New Hampshire: Sanders mit 60 Prozent klar vorn

US-Vorwahlen bei den Demokraten: Ex-Außenministerin Clinton will vor allem bei jungen Menschen aufholen / Rechtsaußen Milliardär Trump bei den Republikanern vorn

  • Max Böhnel
  • Lesedauer: 5 Min.

»Es ist einfach zu spät für die gleiche alte Establishment-Politik und Establishment-Wirtschaft«, mit diesen Worten hat der Linke Bernie Sanders seine Sieg bei den Vorwahlen im Bundesstaat New Hampshire gefeiert. »Die Leute wollen echte Veränderungen.« Nach Auszählung von 89 Prozent der Stimmbezirke kam der Senator bei der Vorwahl der Demokraten auf 60,0 Prozent. Die frühere Außenministerin Hillary Clinton, die den Vorwahlauftakt vor einer Woche in Iowa noch hauchdünn vor Sanders gelegen hatte, lag bei 38,4 Prozent.

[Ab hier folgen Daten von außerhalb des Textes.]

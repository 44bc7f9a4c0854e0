use super::job::JobId;
use chrono::{DateTime, Utc};
use parking_lot::RwLock;
use serde::Serialize;
use std::sync::Arc;

/// One completed upload, as listed in the processed-videos history
#[derive(Debug, Clone, PartialEq, Serialize)]
pub struct ProcessedVideoRecord {
    pub job_id: JobId,
    pub result_reference: String,
    pub display_name: String,
    pub completed_at: DateTime<Utc>,
}

/// Append-only list of processed videos for the lifetime of a view
#[derive(Clone, Default)]
pub struct ProcessingHistory {
    records: Arc<RwLock<Vec<ProcessedVideoRecord>>>,
}

impl ProcessingHistory {
    pub fn new() -> Self {
        Self::default()
    }

    /// Record a completed upload under the name of the file that was sent
    pub fn append(
        &self,
        job_id: JobId,
        result_reference: &str,
        display_name: &str,
    ) -> ProcessedVideoRecord {
        let record = ProcessedVideoRecord {
            job_id,
            result_reference: result_reference.to_string(),
            display_name: display_name.to_string(),
            completed_at: Utc::now(),
        };
        self.records.write().push(record.clone());
        record
    }

    /// Records in completion order
    pub fn records(&self) -> Vec<ProcessedVideoRecord> {
        self.records.read().clone()
    }

    pub fn len(&self) -> usize {
        self.records.read().len()
    }

    pub fn is_empty(&self) -> bool {
        self.records.read().is_empty()
    }
}
// Copyright (c) 2024-2025 Fulcrum Genomics LLC
// SPDX-License-Identifier: MIT

//! ferro-coords: genomic coordinate algebra and alignment reconciliation
//!
//! Part of the ferro bioinformatics toolkit.
//!
//! This crate is the coordinate layer under a viral sequence
//! annotation/validation pipeline. It translates between the coordinate
//! spaces in play during annotation — a multi-segment feature space, a
//! profile-model space, and a target-sequence space — and reconciles
//! heuristic aligner output into exact coordinate segments. Everything
//! is a pure, synchronous transformation over in-memory values; search,
//! alignment, translation, and file I/O live with external collaborators.
//!
//! # Example
//!
//! ```
//! use ferro_coords::coords::Coords;
//! use ferro_coords::diagnostic::NullSink;
//! use ferro_coords::indel::{parse_indel_tokens, reconcile};
//!
//! // A spliced CDS location, and a feature relative to its flattening.
//! let cds: Coords = "1..100:+,201..350:+".parse().unwrap();
//! let rel: Coords = "91..110:+".parse().unwrap();
//! let absolute = cds.map_relative(&rel).unwrap();
//! assert_eq!(absolute.to_string(), "91..100:+,201..210:+");
//!
//! // Expand an ungapped anchor plus its indel tokens.
//! let tokens = parse_indel_tokens("Q12:S10+3;").unwrap();
//! let (model, seq) = reconcile(
//!     "1..100:+".parse().unwrap(),
//!     "3..102:+".parse().unwrap(),
//!     &tokens,
//!     &NullSink,
//! )
//! .unwrap();
//! assert_eq!(model.to_string(), "1..10:+,11..100:+");
//! assert_eq!(seq.to_string(), "3..12:+,16..105:+");
//! ```

pub mod config;
pub mod coords;
pub mod diagnostic;
pub mod error;
pub mod frameshift;
pub mod ifile;
pub mod indel;
pub mod join;
pub mod xmap;

// Re-export commonly used types
pub use config::FrameshiftConfig;
pub use coords::{Coords, Segment, Strand};
pub use diagnostic::{DiagnosticSink, MemorySink, NullSink};
pub use error::CoordsError;
pub use frameshift::{detect, FrameTrack, FrameshiftRun, RunStatus};
pub use ifile::{InsertFile, InsertRecord};
pub use indel::{parse_indel_tokens, reconcile, IndelToken};
pub use join::{join, AlignedFragment};
pub use xmap::{Cigar, MapEntry, PositionMap};

/// Result type alias for ferro-coords operations
pub type Result<T> = std::result::Result<T, CoordsError>;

Der 74-jährige demokratische Sozialist kommt mit seiner Forderung nach einer gerechteren Einkommensverteilung vor allem bei jungen Wählern gut an. Angesichts des Einflusses reicher Wahlkampfspender in den USA will Sanders eine »politische Revolution« erreichen, um die Demokratie wieder in die Hände der Bevölkerung zu legen, wie er sagt.

Obwohl ein Sanders-Sieg in New Hampshire schon seit einigen Wochen feststand, war der riesige Vorsprung über Clinton, der die Prognosen übertraf, dann doch eine Überraschung. In fast allen demographischen Gruppen lag er weit vor Clinton. Wie schon bei den Caucus-Entscheidungen in Iowa vor einer Woche lag er bei Erst- und Jungwählern und bei Menschen mit den niedrigsten Haushaltseinkommen am weitesten vorne. Clinton gewann in den Wählergruppen der über 67-Jährigen und bei den Besserverdienenden.

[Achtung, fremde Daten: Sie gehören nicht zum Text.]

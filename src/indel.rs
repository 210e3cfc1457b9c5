//! Indel tokens and anchor reconciliation.
//!
//! A heuristic pairwise aligner reports each hit as one ungapped anchor
//! (an equal-length model segment / sequence segment pair) plus a token
//! list describing the insertions and deletions it smoothed over. This
//! module parses those tokens and expands anchor + tokens into exact
//! paired coordinate segments.
//!
//! # Token syntax
//!
//! Two syntaxes for the same token coexist upstream (a format version
//! skew): `Q<qpos>:S<spos><±len>` and `Q<qpos>:S<spos>:<±len>`. Both are
//! accepted; serialization emits the colon-free form. `Q` is the
//! sequence-space anchor position and `S` the model-space anchor
//! position, each the last aligned position before the indel. A positive
//! length is an insertion (extra sequence nucleotides), negative a
//! deletion (model positions absent from the sequence). The literal
//! `BLANK` means "no indels" and parses to an empty token list.

use serde::{Deserialize, Serialize};
use std::fmt;

use crate::coords::{Coords, Segment, Strand};
use crate::diagnostic::DiagnosticSink;
use crate::error::CoordsError;
use crate::Result;

/// Upstream sentinel for "no indels". Parsed into an empty token list;
/// never stored.
pub const NO_INDELS: &str = "BLANK";

/// One insertion or deletion reported against an ungapped anchor.
#[derive(Debug, Clone, Copy, PartialEq, Eq, Serialize, Deserialize)]
pub struct IndelToken {
    /// Sequence-space position of the last aligned nucleotide before the
    /// indel (`Q` field).
    pub seq_pos: u64,
    /// Model-space position of the last aligned position before the
    /// indel (`S` field).
    pub model_pos: u64,
    /// Signed length: positive = insertion, negative = deletion. Never
    /// zero.
    pub len: i64,
}

impl fmt::Display for IndelToken {
    fn fmt(&self, f: &mut fmt::Formatter<'_>) -> fmt::Result {
        write!(f, "Q{}:S{}{:+}", self.seq_pos, self.model_pos, self.len)
    }
}

/// Parse a `;`-separated indel token list, or the [`NO_INDELS`] sentinel.
///
/// # Examples
///
/// ```
/// use ferro_coords::indel::parse_indel_tokens;
///
/// let tokens = parse_indel_tokens("Q12:S10+3;Q40:S41:-2;").unwrap();
/// assert_eq!(tokens.len(), 2);
/// assert_eq!(tokens[0].len, 3);
/// assert_eq!(tokens[1].len, -2);
///
/// assert!(parse_indel_tokens("BLANK").unwrap().is_empty());
/// ```
pub fn parse_indel_tokens(s: &str) -> Result<Vec<IndelToken>> {
    let s = s.trim();
    if s == NO_INDELS {
        return Ok(Vec::new());
    }
    if s.is_empty() {
        return Err(CoordsError::format(s, "empty indel token string"));
    }
    s.split(';')
        .filter(|tok| !tok.is_empty())
        .map(parse_token)
        .collect()
}

fn parse_token(tok: &str) -> Result<IndelToken> {
    let err = |msg: &str| CoordsError::format(tok, msg);

    let rest = tok
        .strip_prefix('Q')
        .ok_or_else(|| err("token must start with 'Q'"))?;
    let (q_str, rest) = rest
        .split_once(':')
        .ok_or_else(|| err("missing ':' after Q position"))?;
    let rest = rest
        .strip_prefix('S')
        .ok_or_else(|| err("expected 'S' after ':'"))?;
    let sign_idx = rest
        .find(['+', '-'])
        .ok_or_else(|| err("missing signed indel length"))?;
    let (s_part, len_str) = rest.split_at(sign_idx);
    // Older emitters write Q..:S..+N, newer ones Q..:S..:+N.
    let s_str = s_part.strip_suffix(':').unwrap_or(s_part);

    let seq_pos: u64 = q_str
        .parse()
        .map_err(|_| err("Q position is not a valid number"))?;
    let model_pos: u64 = s_str
        .parse()
        .map_err(|_| err("S position is not a valid number"))?;
    let len: i64 = len_str
        .parse()
        .map_err(|_| err("indel length is not a valid signed number"))?;

    if seq_pos == 0 || model_pos == 0 {
        return Err(err("positions are 1-based; zero is not valid"));
    }
    if len == 0 {
        return Err(err("indel length must be nonzero"));
    }
    Ok(IndelToken {
        seq_pos,
        model_pos,
        len,
    })
}

/// Serialize a token list back to the `;`-separated wire form, or
/// [`NO_INDELS`] when empty.
pub fn serialize_indel_tokens(tokens: &[IndelToken]) -> String {
    if tokens.is_empty() {
        return NO_INDELS.to_string();
    }
    let mut out = String::new();
    for tok in tokens {
        out.push_str(&tok.to_string());
        out.push(';');
    }
    out
}

/// Expand one ungapped anchor plus its indel tokens into exact paired
/// model/sequence coordinate segments.
///
/// The model anchor must be forward-strand (model space has no reverse
/// orientation); the sequence anchor may be on either strand, in which
/// case the sequence cursor walks downward. Tokens must be ordered by
/// increasing model anchor position.
///
/// The output lists always carry equal segment counts, and the spanned
/// sequence extent minus the model extent equals the net signed indel
/// length.
pub fn reconcile(
    anchor_model: Segment,
    anchor_seq: Segment,
    tokens: &[IndelToken],
    sink: &dyn DiagnosticSink,
) -> Result<(Coords, Coords)> {
    if anchor_model.strand() != Strand::Forward {
        return Err(CoordsError::consistency(format!(
            "model anchor {} must be forward-strand",
            anchor_model
        )));
    }
    if anchor_model.len() != anchor_seq.len() {
        return Err(CoordsError::consistency(format!(
            "anchor lengths differ: model {} spans {} nt, sequence {} spans {} nt",
            anchor_model,
            anchor_model.len(),
            anchor_seq,
            anchor_seq.len()
        )));
    }

    if tokens.is_empty() {
        return Ok((
            Coords::from_segment(anchor_model),
            Coords::from_segment(anchor_seq),
        ));
    }

    let strand = anchor_seq.strand();
    let dir = strand.step();
    let mut mdl_cur = anchor_model.start();
    let mut seq_cur = anchor_seq.start() as i64;
    let mut mdl_segs: Vec<Segment> = Vec::with_capacity(tokens.len() + 1);
    let mut seq_segs: Vec<Segment> = Vec::with_capacity(tokens.len() + 1);
    let mut prev_model_pos = 0u64;
    let mut net: i64 = 0;

    for tok in tokens {
        if tok.model_pos < prev_model_pos {
            return Err(CoordsError::format(
                tok.to_string(),
                "indel tokens out of order by model position",
            ));
        }
        prev_model_pos = tok.model_pos;

        if tok.model_pos < mdl_cur || tok.model_pos > anchor_model.stop() {
            return Err(CoordsError::format(
                tok.to_string(),
                format!(
                    "model anchor position outside open segment {}..{}",
                    mdl_cur,
                    anchor_model.stop()
                ),
            ));
        }

        // Close the open pair just before the indel.
        let mdl_seg = Segment::new(mdl_cur, tok.model_pos, Strand::Forward)?;
        let seq_seg = close_seq_segment(seq_cur, tok.seq_pos as i64, strand, tok)?;
        if mdl_seg.len() != seq_seg.len() {
            return Err(CoordsError::consistency(format!(
                "token {} closes unequal pair: model {} ({} nt) vs sequence {} ({} nt)",
                tok,
                mdl_seg,
                mdl_seg.len(),
                seq_seg,
                seq_seg.len()
            )));
        }
        sink.event(
            "reconcile",
            &format!("closed pair {} / {} at {}", mdl_seg, seq_seg, tok),
        );
        mdl_segs.push(mdl_seg);
        seq_segs.push(seq_seg);

        // Skip the indel and reopen immediately after.
        if tok.len > 0 {
            // Insertion: only the sequence cursor jumps.
            mdl_cur = tok.model_pos + 1;
            seq_cur = tok.seq_pos as i64 + dir * (tok.len + 1);
        } else {
            // Deletion: only the model cursor jumps.
            mdl_cur = tok.model_pos + 1 + tok.len.unsigned_abs();
            seq_cur = tok.seq_pos as i64 + dir;
        }
        net += tok.len;
    }

    // Close the final pair at the anchor's model end; the sequence stop
    // follows from the model length plus accumulated indels.
    if mdl_cur > anchor_model.stop() {
        return Err(CoordsError::consistency(format!(
            "indels consumed the model anchor: cursor {} past end {}",
            mdl_cur,
            anchor_model.stop()
        )));
    }
    let final_mdl = Segment::new(mdl_cur, anchor_model.stop(), Strand::Forward)?;
    let final_stop = seq_cur + dir * (final_mdl.len() as i64 - 1);
    if seq_cur <= 0 || final_stop <= 0 {
        return Err(CoordsError::range(format!(
            "sequence cursor left 1-based space (open {}, stop {})",
            seq_cur, final_stop
        )));
    }
    let final_seq = Segment::new(seq_cur as u64, final_stop as u64, strand)?;
    mdl_segs.push(final_mdl);
    seq_segs.push(final_seq);

    // Spanned-extent invariant: sequence extent - model extent = net indels.
    let mdl_extent = anchor_model.len() as i64;
    let seq_extent =
        (seq_segs[0].start() as i64 - final_stop).abs() + 1;
    if seq_extent - mdl_extent != net {
        return Err(CoordsError::consistency(format!(
            "indel bookkeeping disagrees: sequence extent {} - model extent {} != net {}",
            seq_extent, mdl_extent, net
        )));
    }

    Ok((
        Coords::from_segments(mdl_segs)?,
        Coords::from_segments(seq_segs)?,
    ))
}

/// Close the open sequence segment at the token's Q position, walking in
/// the sequence anchor's strand direction.
fn close_seq_segment(open: i64, close: i64, strand: Strand, tok: &IndelToken) -> Result<Segment> {
    let ordered = match strand {
        Strand::Forward => open <= close,
        Strand::Reverse => open >= close,
    };
    if open <= 0 || close <= 0 || !ordered {
        return Err(CoordsError::format(
            tok.to_string(),
            format!(
                "sequence anchor position closes segment opened at {} against the strand",
                open
            ),
        ));
    }
    Segment::new(open as u64, close as u64, strand)
}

Auf seiner Wahlsiegerparty wies Sanders auf die grosse Wahlbeteiligung hin. Nur er könne die demokratischen Wähler zu den Präsidentschaftswahlen ausreichend mobilisieren, um den Republikanern eine Niederlage beizubringen, sagte er. Die Botschaft von New Hampshire sende eine Echo aus »von der Wall Street nach Washington, von Maine bis Kalifornien. Sie lautet: die Regierung unseres großartigen Landes gehört dem Volk und nicht einer Handvoll reicher Wahlspender und ihrer SuperPAC-Frontorganisationen«.

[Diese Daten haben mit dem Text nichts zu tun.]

//! Cross-model position mapping.
//!
//! Two profile models covering the same sequence family are related by a
//! pairwise alignment summarized as a CIGAR run list. This module builds
//! a dense position-translation table from that CIGAR and re-projects
//! already-computed coordinate spans from one model's frame to the
//! other's.
//!
//! Positions that fall in a gap of the destination model do not vanish:
//! they carry the nearest flanking destination position, tagged as
//! [`MapEntry::NearGap`] so callers can distinguish exact from
//! approximate translations. (An earlier incarnation sign-encoded the
//! gap case into a packed integer; the tagged form preserves the same
//! nearest-position recovery without the decoding trap.)

use serde::{Deserialize, Serialize};
use std::fmt;
use std::str::FromStr;

use crate::coords::{Coords, Segment};
use crate::error::CoordsError;
use crate::Result;

/// One CIGAR operation.
#[derive(Debug, Clone, Copy, PartialEq, Eq, Hash, Serialize, Deserialize)]
pub enum CigarOp {
    /// Aligned in both models (`M`).
    Match,
    /// Extra positions in the "from" model (`I`).
    Insert,
    /// Extra positions in the "to" model (`D`).
    Delete,
}

impl CigarOp {
    fn from_char(c: char) -> Option<Self> {
        match c {
            'M' => Some(CigarOp::Match),
            'I' => Some(CigarOp::Insert),
            'D' => Some(CigarOp::Delete),
            _ => None,
        }
    }

    fn as_char(self) -> char {
        match self {
            CigarOp::Match => 'M',
            CigarOp::Insert => 'I',
            CigarOp::Delete => 'D',
        }
    }
}

/// One (count, op) run.
#[derive(Debug, Clone, Copy, PartialEq, Eq, Hash, Serialize, Deserialize)]
pub struct CigarRun {
    /// Run length; always >= 1.
    pub len: u64,
    /// Operation.
    pub op: CigarOp,
}

/// An ordered CIGAR run list, e.g. `100M3I22M5D7M`.
#[derive(Debug, Clone, PartialEq, Eq, Serialize, Deserialize)]
pub struct Cigar(Vec<CigarRun>);

impl Cigar {
    /// The runs, in order.
    pub fn runs(&self) -> &[CigarRun] {
        &self.0
    }

    /// Total positions consumed in the "from" model (M + I).
    pub fn from_len(&self) -> u64 {
        self.0
            .iter()
            .filter(|r| matches!(r.op, CigarOp::Match | CigarOp::Insert))
            .map(|r| r.len)
            .sum()
    }

    /// Total positions consumed in the "to" model (M + D).
    pub fn to_len(&self) -> u64 {
        self.0
            .iter()
            .filter(|r| matches!(r.op, CigarOp::Match | CigarOp::Delete))
            .map(|r| r.len)
            .sum()
    }
}

impl FromStr for Cigar {
    type Err = CoordsError;

    fn from_str(s: &str) -> Result<Self> {
        if s.is_empty() {
            return Err(CoordsError::format(s, "empty CIGAR string"));
        }
        let mut runs = Vec::new();
        let mut count: u64 = 0;
        let mut have_digits = false;
        for c in s.chars() {
            if let Some(d) = c.to_digit(10) {
                count = count
                    .checked_mul(10)
                    .and_then(|v| v.checked_add(d as u64))
                    .ok_or_else(|| CoordsError::format(s, "CIGAR run length overflows"))?;
                have_digits = true;
            } else if let Some(op) = CigarOp::from_char(c) {
                if !have_digits || count == 0 {
                    return Err(CoordsError::format(
                        s,
                        format!("CIGAR op '{}' without a positive run length", c),
                    ));
                }
                runs.push(CigarRun { len: count, op });
                count = 0;
                have_digits = false;
            } else {
                return Err(CoordsError::format(
                    s,
                    format!("unexpected character '{}' in CIGAR", c),
                ));
            }
        }
        if have_digits {
            return Err(CoordsError::format(s, "CIGAR ends with a dangling run length"));
        }
        Ok(Cigar(runs))
    }
}

impl fmt::Display for Cigar {
    fn fmt(&self, f: &mut fmt::Formatter<'_>) -> fmt::Result {
        for run in &self.0 {
            write!(f, "{}{}", run.len, run.op.as_char())?;
        }
        Ok(())
    }
}

/// Translation of one "from" position.
#[derive(Debug, Clone, Copy, PartialEq, Eq, Serialize, Deserialize)]
pub enum MapEntry {
    /// Exactly aligned to this "to" position.
    Aligned(u64),
    /// Falls in a gap of the "to" model; carries the nearest flanking
    /// "to" position.
    NearGap(u64),
}

impl MapEntry {
    /// The carried "to" position, exact or nearest-flanking.
    pub fn position(self) -> u64 {
        match self {
            MapEntry::Aligned(p) | MapEntry::NearGap(p) => p,
        }
    }

    /// True for exactly aligned entries.
    pub fn is_aligned(self) -> bool {
        matches!(self, MapEntry::Aligned(_))
    }
}

/// Dense map from every position of one model to the other.
#[derive(Debug, Clone, PartialEq, Eq, Serialize, Deserialize)]
pub struct PositionMap {
    entries: Vec<MapEntry>,
    len_from: u64,
    len_to: u64,
}

impl PositionMap {
    /// Build the map from a CIGAR describing the from→to alignment.
    ///
    /// The CIGAR's run totals must account for both models exactly.
    pub fn from_cigar(cigar: &Cigar, len_from: u64, len_to: u64) -> Result<Self> {
        if cigar.from_len() != len_from || cigar.to_len() != len_to {
            return Err(CoordsError::consistency(format!(
                "CIGAR {} covers {}/{} positions but models span {}/{}",
                cigar,
                cigar.from_len(),
                cigar.to_len(),
                len_from,
                len_to
            )));
        }

        let mut entries = Vec::with_capacity(len_from as usize);
        let mut pos_to: u64 = 1;
        for run in cigar.runs() {
            match run.op {
                CigarOp::Match => {
                    for i in 0..run.len {
                        entries.push(MapEntry::Aligned(pos_to + i));
                    }
                    pos_to += run.len;
                }
                CigarOp::Insert => {
                    // Gap in the "to" model; nearest flank is the position
                    // just before the gap, or 1 when the gap is leading.
                    let nearest = if pos_to > 1 { pos_to - 1 } else { 1 };
                    for _ in 0..run.len {
                        entries.push(MapEntry::NearGap(nearest));
                    }
                }
                CigarOp::Delete => {
                    pos_to += run.len;
                }
            }
        }

        Ok(Self {
            entries,
            len_from,
            len_to,
        })
    }

    /// Length of the "from" model.
    pub fn len_from(&self) -> u64 {
        self.len_from
    }

    /// Length of the "to" model.
    pub fn len_to(&self) -> u64 {
        self.len_to
    }

    /// Translate one 1-based "from" position.
    pub fn lookup(&self, pos_from: u64) -> Result<MapEntry> {
        if pos_from == 0 || pos_from > self.len_from {
            return Err(CoordsError::range(format!(
                "position {} outside model space 1..{}",
                pos_from, self.len_from
            )));
        }
        Ok(self.entries[(pos_from - 1) as usize])
    }

    /// Re-project a coordinate span from the "from" model's frame to the
    /// "to" model's, splitting at every aligned/near-gap transition and
    /// at every break in destination contiguity — the same splitting
    /// discipline as relative-to-absolute projection.
    ///
    /// Near-gap stretches collapse to single-position segments at their
    /// nearest flanking destination position.
    pub fn project(&self, coords: &Coords) -> Result<Coords> {
        let mut out: Vec<Segment> = Vec::new();
        for seg in coords.segments() {
            let step = seg.strand().step();
            let mut open: Option<(MapEntry, u64, u64)> = None; // (kind@open, to_start, to_last)
            for offset in 0..seg.len() {
                let entry = self.lookup(seg.walk(offset))?;
                let to_pos = entry.position();
                open = match open {
                    Some((first, to_start, to_last)) => {
                        let contiguous = match (first.is_aligned(), entry.is_aligned()) {
                            (true, true) => to_pos as i64 == to_last as i64 + step,
                            (false, false) => to_pos == to_last,
                            _ => false,
                        };
                        if contiguous {
                            Some((first, to_start, to_pos))
                        } else {
                            out.push(Segment::new(to_start, to_last, seg.strand())?);
                            Some((entry, to_pos, to_pos))
                        }
                    }
                    None => Some((entry, to_pos, to_pos)),
                };
            }
            if let Some((_, to_start, to_last)) = open {
                out.push(Segment::new(to_start, to_last, seg.strand())?);
            }
        }
        Coords::from_segments(out)
    }
}

#[cfg(test)]
mod tests {
    use super::*;

    fn cigar(s: &str) -> Cigar {
        s.parse().unwrap()
    }

    #[test]
    fn test_cigar_parse_and_display() {
        for s in ["100M", "100M3I22M", "5M2D5M", "7567M", "10M3I4D10M"] {
            assert_eq!(cigar(s).to_string(), s);
        }
    }

    #[test]
    fn test_cigar_parse_rejects_malformed() {
        for s in ["", "M", "10X", "10M3", "0M", "10m"] {
            assert!(
                matches!(s.parse::<Cigar>(), Err(CoordsError::Format { .. })),
                "expected format error for '{}'",
                s
            );
        }
    }

    #[test]
    fn test_cigar_lengths() {
        let c = cigar("10M3I4D10M");
        assert_eq!(c.from_len(), 23);
        assert_eq!(c.to_len(), 24);
    }

    #[test]
    fn test_map_all_match() {
        let map = PositionMap::from_cigar(&cigar("10M"), 10, 10).unwrap();
        for p in 1..=10 {
            assert_eq!(map.lookup(p).unwrap(), MapEntry::Aligned(p));
        }
    }

    #[test]
    fn test_map_insert_run_near_gap() {
        // from: 1..11, to: 1..8; from positions 4..6 are extra.
        let map = PositionMap::from_cigar(&cigar("3M3I5M"), 11, 8).unwrap();
        assert_eq!(map.lookup(3).unwrap(), MapEntry::Aligned(3));
        assert_eq!(map.lookup(4).unwrap(), MapEntry::NearGap(3));
        assert_eq!(map.lookup(5).unwrap(), MapEntry::NearGap(3));
        assert_eq!(map.lookup(6).unwrap(), MapEntry::NearGap(3));
        assert_eq!(map.lookup(7).unwrap(), MapEntry::Aligned(4));
    }

    #[test]
    fn test_map_delete_run_shifts_to() {
        // to model has 3 extra positions after from position 3.
        let map = PositionMap::from_cigar(&cigar("3M3D5M"), 8, 11).unwrap();
        assert_eq!(map.lookup(3).unwrap(), MapEntry::Aligned(3));
        assert_eq!(map.lookup(4).unwrap(), MapEntry::Aligned(7));
        assert_eq!(map.lookup(8).unwrap(), MapEntry::Aligned(11));
    }

    #[test]
    fn test_map_leading_insert_points_at_one() {
        let map = PositionMap::from_cigar(&cigar("2I5M"), 7, 5).unwrap();
        assert_eq!(map.lookup(1).unwrap(), MapEntry::NearGap(1));
        assert_eq!(map.lookup(2).unwrap(), MapEntry::NearGap(1));
        assert_eq!(map.lookup(3).unwrap(), MapEntry::Aligned(1));
    }

    #[test]
    fn test_map_rejects_length_mismatch() {
        assert!(matches!(
            PositionMap::from_cigar(&cigar("10M"), 11, 10),
            Err(CoordsError::Consistency { .. })
        ));
        assert!(matches!(
            PositionMap::from_cigar(&cigar("10M"), 10, 9),
            Err(CoordsError::Consistency { .. })
        ));
    }

    #[test]
    fn test_lookup_out_of_range() {
        let map = PositionMap::from_cigar(&cigar("10M"), 10, 10).unwrap();
        assert!(matches!(map.lookup(0), Err(CoordsError::Range { .. })));
        assert!(matches!(map.lookup(11), Err(CoordsError::Range { .. })));
    }

    #[test]
    fn test_project_identity() {
        let map = PositionMap::from_cigar(&cigar("100M"), 100, 100).unwrap();
        let coords: Coords = "5..20:+".parse().unwrap();
        assert_eq!(map.project(&coords).unwrap().to_string(), "5..20:+");
    }

    #[test]
    fn test_project_span_across_delete() {
        // to model gains 3 positions inside the span: output splits.
        let map = PositionMap::from_cigar(&cigar("5M3D5M"), 10, 13).unwrap();
        let coords: Coords = "3..8:+".parse().unwrap();
        assert_eq!(map.project(&coords).unwrap().to_string(), "3..5:+,9..11:+");
    }

    #[test]
    fn test_project_span_across_insert() {
        // from positions 4..6 fall in a destination gap: the near-gap
        // stretch collapses to a single-position piece.
        let map = PositionMap::from_cigar(&cigar("3M3I5M"), 11, 8).unwrap();
        let coords: Coords = "2..8:+".parse().unwrap();
        assert_eq!(
            map.project(&coords).unwrap().to_string(),
            "2..3:+,3..3:+,4..5:+"
        );
    }

    #[test]
    fn test_project_reverse_strand_span() {
        let map = PositionMap::from_cigar(&cigar("5M3D5M"), 10, 13).unwrap();
        let coords: Coords = "8..3:-".parse().unwrap();
        assert_eq!(map.project(&coords).unwrap().to_string(), "11..9:-,5..3:-");
    }

    #[test]
    fn test_project_preserves_multi_segment_order() {
        let map = PositionMap::from_cigar(&cigar("20M"), 20, 20).unwrap();
        let coords: Coords = "1..5:+,11..15:+".parse().unwrap();
        assert_eq!(
            map.project(&coords).unwrap().to_string(),
            "1..5:+,11..15:+"
        );
    }
}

Clinton räumte ihre Niederlage ein und sieht ihren Favoritenstatus zunehmend bröckeln. »Ich weiß, ich habe einiges zu tun, vor allem bei jungen Menschen«, sagte die ehemalige First Lady und gab sich kämpferisch: »Jetzt werden wir diese Kampagne in das ganze Land tragen. Wir werden um jede Stimme in jedem Bundesstaat kämpfen.«

Das Clinton-Team hatte in den Tagen vor den Vorwahlen in New Hampshire die Anti-Sanders-Maschine warmlaufen lassen – aber die geriet schnell ins Stottern. Bill Clinton hatte sich am Sonntag höchstpersönlich in die Bütt geworfen und Sanders mit einer scharfzüngigen Rede Heuchelei und falschen Idealismus vorgeworfen. Aber zu seiner Rede waren nur 300 Zuhörer und ein paar Journalisten erschienen. Die ehemalige Außenministerin Madeleine Albright und die feministische Ikone Gloria Steinem wollten es gut mit Hillary meinen, indem sie sich über junge Bernie-Sanders-Wählerinnen lustig machten. Albright sagte, für Frauen, die sich ihren Schwestern verweigerten (d.h. Clinton ihre Stimme versagen), sei ein »besonderer Platz in der Hölle reserviert«. Und die feministische US-Ikone Gloria Steinem meinte in einer Talkshow, junge Frauen würden »nur der Jungs wegen« Sanders wählen.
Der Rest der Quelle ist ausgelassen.